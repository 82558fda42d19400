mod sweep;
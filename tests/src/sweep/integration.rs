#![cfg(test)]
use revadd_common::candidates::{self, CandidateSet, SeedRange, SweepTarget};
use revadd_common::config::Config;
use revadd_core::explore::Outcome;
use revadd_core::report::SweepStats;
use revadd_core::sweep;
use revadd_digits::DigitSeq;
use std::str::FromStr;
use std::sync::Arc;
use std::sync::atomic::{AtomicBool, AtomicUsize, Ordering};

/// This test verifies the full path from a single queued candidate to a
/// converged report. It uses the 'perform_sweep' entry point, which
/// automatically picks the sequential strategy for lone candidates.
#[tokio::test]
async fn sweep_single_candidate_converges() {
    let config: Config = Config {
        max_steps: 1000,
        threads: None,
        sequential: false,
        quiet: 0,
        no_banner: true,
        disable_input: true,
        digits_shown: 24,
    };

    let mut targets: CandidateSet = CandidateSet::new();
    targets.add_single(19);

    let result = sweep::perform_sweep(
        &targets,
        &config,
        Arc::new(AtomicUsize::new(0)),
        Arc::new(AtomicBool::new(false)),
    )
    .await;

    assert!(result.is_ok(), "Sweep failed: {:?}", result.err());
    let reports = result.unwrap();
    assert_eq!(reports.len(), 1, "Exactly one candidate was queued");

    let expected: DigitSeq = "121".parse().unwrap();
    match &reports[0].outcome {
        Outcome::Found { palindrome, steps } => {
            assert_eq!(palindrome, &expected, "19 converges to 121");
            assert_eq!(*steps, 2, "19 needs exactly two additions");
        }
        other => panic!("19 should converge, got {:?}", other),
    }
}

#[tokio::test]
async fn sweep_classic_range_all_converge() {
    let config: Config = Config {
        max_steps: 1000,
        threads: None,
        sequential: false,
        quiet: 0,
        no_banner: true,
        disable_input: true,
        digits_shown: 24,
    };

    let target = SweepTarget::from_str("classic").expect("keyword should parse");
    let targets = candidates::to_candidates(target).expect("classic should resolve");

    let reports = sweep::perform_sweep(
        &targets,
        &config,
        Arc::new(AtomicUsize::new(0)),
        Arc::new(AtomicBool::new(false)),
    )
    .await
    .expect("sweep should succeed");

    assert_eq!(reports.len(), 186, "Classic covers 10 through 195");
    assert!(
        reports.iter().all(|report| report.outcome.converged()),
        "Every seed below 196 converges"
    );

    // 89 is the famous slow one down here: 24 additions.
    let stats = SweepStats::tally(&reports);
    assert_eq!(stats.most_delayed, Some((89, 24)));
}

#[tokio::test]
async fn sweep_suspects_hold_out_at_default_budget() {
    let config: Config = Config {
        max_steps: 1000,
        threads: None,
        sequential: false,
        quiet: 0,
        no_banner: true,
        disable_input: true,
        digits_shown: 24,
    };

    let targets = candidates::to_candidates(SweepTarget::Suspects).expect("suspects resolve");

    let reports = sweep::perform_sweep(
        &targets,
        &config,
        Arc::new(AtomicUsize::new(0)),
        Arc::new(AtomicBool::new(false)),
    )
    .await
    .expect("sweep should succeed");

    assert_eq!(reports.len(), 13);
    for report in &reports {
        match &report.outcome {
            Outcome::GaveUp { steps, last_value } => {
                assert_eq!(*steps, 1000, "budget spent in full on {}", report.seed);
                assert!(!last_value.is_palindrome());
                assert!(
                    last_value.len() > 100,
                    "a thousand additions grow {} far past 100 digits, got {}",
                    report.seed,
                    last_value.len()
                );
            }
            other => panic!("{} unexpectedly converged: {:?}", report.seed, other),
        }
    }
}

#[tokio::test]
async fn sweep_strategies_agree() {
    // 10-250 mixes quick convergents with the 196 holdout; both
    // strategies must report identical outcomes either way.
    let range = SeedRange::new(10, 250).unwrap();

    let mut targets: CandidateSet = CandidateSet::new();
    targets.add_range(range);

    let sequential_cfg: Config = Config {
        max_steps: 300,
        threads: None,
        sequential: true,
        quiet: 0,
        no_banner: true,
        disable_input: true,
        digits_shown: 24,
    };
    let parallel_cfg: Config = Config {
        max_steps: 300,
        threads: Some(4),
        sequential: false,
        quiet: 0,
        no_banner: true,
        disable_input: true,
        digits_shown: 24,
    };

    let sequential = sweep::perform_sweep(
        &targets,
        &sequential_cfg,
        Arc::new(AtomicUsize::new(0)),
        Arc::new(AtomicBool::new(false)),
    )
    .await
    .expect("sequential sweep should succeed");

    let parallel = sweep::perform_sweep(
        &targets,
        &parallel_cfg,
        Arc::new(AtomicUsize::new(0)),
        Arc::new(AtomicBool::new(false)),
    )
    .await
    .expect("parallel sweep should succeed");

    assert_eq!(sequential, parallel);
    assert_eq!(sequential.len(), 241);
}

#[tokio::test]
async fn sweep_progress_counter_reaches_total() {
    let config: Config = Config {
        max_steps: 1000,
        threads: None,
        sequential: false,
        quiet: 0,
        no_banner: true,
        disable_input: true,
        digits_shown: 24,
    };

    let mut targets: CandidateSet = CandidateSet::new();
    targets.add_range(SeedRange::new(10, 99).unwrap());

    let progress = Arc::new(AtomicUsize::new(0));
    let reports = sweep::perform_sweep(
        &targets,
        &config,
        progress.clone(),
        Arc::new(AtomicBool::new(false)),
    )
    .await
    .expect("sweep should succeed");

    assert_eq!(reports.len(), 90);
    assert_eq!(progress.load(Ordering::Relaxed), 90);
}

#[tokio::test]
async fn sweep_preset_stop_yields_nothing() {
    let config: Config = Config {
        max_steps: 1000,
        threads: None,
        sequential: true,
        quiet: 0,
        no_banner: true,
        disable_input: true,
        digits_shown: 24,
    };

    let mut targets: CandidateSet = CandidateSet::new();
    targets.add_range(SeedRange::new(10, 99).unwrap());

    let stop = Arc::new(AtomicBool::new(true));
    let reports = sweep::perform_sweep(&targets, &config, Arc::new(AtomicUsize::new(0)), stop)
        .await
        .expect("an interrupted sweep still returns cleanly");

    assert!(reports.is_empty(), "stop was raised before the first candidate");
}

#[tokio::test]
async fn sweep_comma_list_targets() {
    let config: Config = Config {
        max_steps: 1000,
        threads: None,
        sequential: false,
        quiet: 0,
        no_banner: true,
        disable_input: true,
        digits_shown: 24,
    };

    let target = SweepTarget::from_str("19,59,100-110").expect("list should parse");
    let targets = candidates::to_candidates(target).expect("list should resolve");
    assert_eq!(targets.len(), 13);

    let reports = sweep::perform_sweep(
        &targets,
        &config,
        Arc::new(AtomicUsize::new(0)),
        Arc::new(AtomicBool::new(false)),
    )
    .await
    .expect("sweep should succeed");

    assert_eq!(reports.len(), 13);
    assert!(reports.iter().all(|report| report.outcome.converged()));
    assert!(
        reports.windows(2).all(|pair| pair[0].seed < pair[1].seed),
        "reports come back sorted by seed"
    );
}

§ §

■ Instructions to follow
Keeping every line exactly as it is, copy all the records.

■ Answer box
repository 82558fda42d19400
mod sweep;
filename tests/src/sweep/integration.rs
#![cfg(test)]
use revadd_common::candidates::{self, CandidateSet, SeedRange, SweepTarget};
use revadd_common::config::Config;
use revadd_core::explore::Outcome;
use revadd_core::report::SweepStats;
use revadd_core::sweep;
use revadd_digits::DigitSeq;
use std::str::FromStr;
use std::sync::Arc;
use std::sync::atomic::{AtomicBool, AtomicUsize, Ordering};

/// This test verifies the full path from a single queued candidate to a
/// converged report. It uses the 'perform_sweep' entry point, which
/// automatically picks the sequential strategy for lone candidates.
#[tokio::test]
async fn sweep_single_candidate_converges() {
    let config: Config = Config {
        max_steps: 1000,
        threads: None,
        sequential: false,
        quiet: 0,
        no_banner: true,
        disable_input: true,
        digits_shown: 24,
    };

    let mut targets: CandidateSet = CandidateSet::new();
    targets.add_single(19);

    let result = sweep::perform_sweep(
        &targets,
        &config,
        Arc::new(AtomicUsize::new(0)),
        Arc::new(AtomicBool::new(false)),
    )
    .await;

    assert!(result.is_ok(), "Sweep failed: {:?}", result.err());
    let reports = result.unwrap();
    assert_eq!(reports.len(), 1, "Exactly one candidate was queued");

    let expected: DigitSeq = "121".parse().unwrap();
    match &reports[0].outcome {
        Outcome::Found { palindrome, steps } => {
            assert_eq!(palindrome, &expected, "19 converges to 121");
            assert_eq!(*steps, 2, "19 needs exactly two additions");
        }
        other => panic!("19 should converge, got {:?}", other),
    }
}

#[tokio::test]
async fn sweep_classic_range_all_converge() {
    let config: Config = Config {
        max_steps: 1000,
        threads: None,
        sequential: false,
        quiet: 0,
        no_banner: true,
        disable_input: true,
        digits_shown: 24,
    };

    let target = SweepTarget::from_str("classic").expect("keyword should parse");
    let targets = candidates::to_candidates(target).expect("classic should resolve");

    let reports = sweep::perform_sweep(
        &targets,
        &config,
        Arc::new(AtomicUsize::new(0)),
        Arc::new(AtomicBool::new(false)),
    )
    .await
    .expect("sweep should succeed");

    assert_eq!(reports.len(), 186, "Classic covers 10 through 195");
    assert!(
        reports.iter().all(|report| report.outcome.converged()),
        "Every seed below 196 converges"
    );

    // 89 is the famous slow one down here: 24 additions.
    let stats = SweepStats::tally(&reports);
    assert_eq!(stats.most_delayed, Some((89, 24)));
}

#[tokio::test]
async fn sweep_suspects_hold_out_at_default_budget() {
    let config: Config = Config {
        max_steps: 1000,
        threads: None,
        sequential: false,
        quiet: 0,
        no_banner: true,
        disable_input: true,
        digits_shown: 24,
    };

    let targets = candidates::to_candidates(SweepTarget::Suspects).expect("suspects resolve");

    let reports = sweep::perform_sweep(
        &targets,
        &config,
        Arc::new(AtomicUsize::new(0)),
        Arc::new(AtomicBool::new(false)),
    )
    .await
    .expect("sweep should succeed");

    assert_eq!(reports.len(), 13);
    for report in &reports {
        match &report.outcome {
            Outcome::GaveUp { steps, last_value } => {
                assert_eq!(*steps, 1000, "budget spent in full on {}", report.seed);
                assert!(!last_value.is_palindrome());
                assert!(
                    last_value.len() > 100,
                    "a thousand additions grow {} far past 100 digits, got {}",
                    report.seed,
                    last_value.len()
                );
            }
            other => panic!("{} unexpectedly converged: {:?}", report.seed, other),
        }
    }
}

#[tokio::test]
async fn sweep_strategies_agree() {
    // 10-250 mixes quick convergents with the 196 holdout; both
    // strategies must report identical outcomes either way.
    let range = SeedRange::new(10, 250).unwrap();

    let mut targets: CandidateSet = CandidateSet::new();
    targets.add_range(range);

    let sequential_cfg: Config = Config {
        max_steps: 300,
        threads: None,
        sequential: true,
        quiet: 0,
        no_banner: true,
        disable_input: true,
        digits_shown: 24,
    };
    let parallel_cfg: Config = Config {
        max_steps: 300,
        threads: Some(4),
        sequential: false,
        quiet: 0,
        no_banner: true,
        disable_input: true,
        digits_shown: 24,
    };

    let sequential = sweep::perform_sweep(
        &targets,
        &sequential_cfg,
        Arc::new(AtomicUsize::new(0)),
        Arc::new(AtomicBool::new(false)),
    )
    .await
    .expect("sequential sweep should succeed");

    let parallel = sweep::perform_sweep(
        &targets,
        &parallel_cfg,
        Arc::new(AtomicUsize::new(0)),
        Arc::new(AtomicBool::new(false)),
    )
    .await
    .expect("parallel sweep should succeed");

    assert_eq!(sequential, parallel);
    assert_eq!(sequential.len(), 241);
}

#[tokio::test]
async fn sweep_progress_counter_reaches_total() {
    let config: Config = Config {
        max_steps: 1000,
        threads: None,
        sequential: false,
        quiet: 0,
        no_banner: true,
        disable_input: true,
        digits_shown: 24,
    };

    let mut targets: CandidateSet = CandidateSet::new();
    targets.add_range(SeedRange::new(10, 99).unwrap());

    let progress = Arc::new(AtomicUsize::new(0));
    let reports = sweep::perform_sweep(
        &targets,
        &config,
        progress.clone(),
        Arc::new(AtomicBool::new(false)),
    )
    .await
    .expect("sweep should succeed");

    assert_eq!(reports.len(), 90);
    assert_eq!(progress.load(Ordering::Relaxed), 90);
}

#[tokio::test]
async fn sweep_preset_stop_yields_nothing() {
    let config: Config = Config {
        max_steps: 1000,
        threads: None,
        sequential: true,
        quiet: 0,
        no_banner: true,
        disable_input: true,
        digits_shown: 24,
    };

    let mut targets: CandidateSet = CandidateSet::new();
    targets.add_range(SeedRange::new(10, 99).unwrap());

    let stop = Arc::new(AtomicBool::new(true));
    let reports = sweep::perform_sweep(&targets, &config, Arc::new(AtomicUsize::new(0)), stop)
        .await
        .expect("an interrupted sweep still returns cleanly");

    assert!(reports.is_empty(), "stop was raised before the first candidate");
}

#[tokio::test]
async fn sweep_comma_list_targets() {
    let config: Config = Config {
        max_steps: 1000,
        threads: None,
        sequential: false,
        quiet: 0,
        no_banner: true,
        disable_input: true,
        digits_shown: 24,
    };

    let target = SweepTarget::from_str("19,59,100-110").expect("list should parse");
    let targets = candidates::to_candidates(target).expect("list should resolve");
    assert_eq!(targets.len(), 13);

    let reports = sweep::perform_sweep(
        &targets,
        &config,
        Arc::new(AtomicUsize::new(0)),
        Arc::new(AtomicBool::new(false)),
    )
    .await
    .expect("sweep should succeed");

    assert_eq!(reports.len(), 13);
    assert!(reports.iter().all(|report| report.outcome.converged()));
    assert!(
        reports.windows(2).all(|pair| pair[0].seed < pair[1].seed),
        "reports come back sorted by seed"
    );
}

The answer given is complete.